Economists regularly go back and forth discussing things like gross domestic product – but why should we care about GDP?
It's important to have growth in gross domestic product, although Jared Meyer with Economics21 and the Manhattan Institute for Policy Research says bigger is better.
"When GDP growth is, let's say, at two percent over ten years, that makes a massive difference than if you had three-percent or four-percent growth," he explains to OneNewsNow. "That means the economy is going to be smaller and the shared gains of an expanding economy [are] going to be fewer ... to pass around."
The GDP for 2014 came in at 2.4 percent, which Meyer notes is slightly above the previous year (2.2%) – and which he interprets as more of the same. So what would he suggest to improve the economy?
"We need to cut back on the amount of regulation business is facing," he suggests. "And it's not just the sheer accumulation of pages of regulation, but it's the actual commands: you must do something, you cannot do something else.'
"The Mercatus Center at George Mason University actually looked at this. They found a 28-percent increase in restrictive terms from 1997 until 2012."

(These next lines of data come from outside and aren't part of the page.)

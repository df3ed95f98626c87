use super::types::PullRequestStatus;

impl PullRequestStatus {
    /// Statuses that end the lifecycle; nothing leaves them.
    pub fn is_merged_terminal(&self) -> bool {
        matches!(
            self,
            PullRequestStatus::Merged | PullRequestStatus::ManuallyMerged
        )
    }

    /// Final outcomes of a mergeability check.
    pub fn is_check_verdict(&self) -> bool {
        matches!(
            self,
            PullRequestStatus::Mergeable
                | PullRequestStatus::Conflict
                | PullRequestStatus::Error
                | PullRequestStatus::Empty
                | PullRequestStatus::Ancestor
        )
    }

    /// Check if transitioning from the current status to `new_status` is valid.
    ///
    /// Same status is always valid (no-op).
    pub fn can_transition_to(&self, new_status: &PullRequestStatus) -> bool {
        if self == new_status {
            return true;
        }

        match self {
            PullRequestStatus::Checking => true,
            PullRequestStatus::Mergeable
            | PullRequestStatus::Conflict
            | PullRequestStatus::Error
            | PullRequestStatus::Empty
            | PullRequestStatus::Ancestor => matches!(
                new_status,
                PullRequestStatus::Checking
                    | PullRequestStatus::Merged
                    | PullRequestStatus::ManuallyMerged
            ),
            PullRequestStatus::Merged | PullRequestStatus::ManuallyMerged => false,
        }
    }

    /// Returns the list of valid statuses this status can transition to.
    pub fn valid_transitions(&self) -> Vec<PullRequestStatus> {
        match self {
            PullRequestStatus::Checking => vec![
                PullRequestStatus::Mergeable,
                PullRequestStatus::Conflict,
                PullRequestStatus::Error,
                PullRequestStatus::Empty,
                PullRequestStatus::Ancestor,
                PullRequestStatus::ManuallyMerged,
                PullRequestStatus::Merged,
            ],
            PullRequestStatus::Mergeable
            | PullRequestStatus::Conflict
            | PullRequestStatus::Error
            | PullRequestStatus::Empty
            | PullRequestStatus::Ancestor => vec![
                PullRequestStatus::Checking,
                PullRequestStatus::Merged,
                PullRequestStatus::ManuallyMerged,
            ],
            PullRequestStatus::Merged | PullRequestStatus::ManuallyMerged => vec![],
        }
    }
}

Meyer continues: "Business owners, who already have a hard enough job of trying to grow and maintain their business, now have nearly a third more commands from the federal government that they need to comply with."
According to Meyer, federal regulations now contain more than one-million restrictive terms.
"Clearly, we need some regulation to hold people accountable for when they harm someone," he acknowledges, "but the amount we have now – over one million things you either must or cannot do – is quite beyond what had before."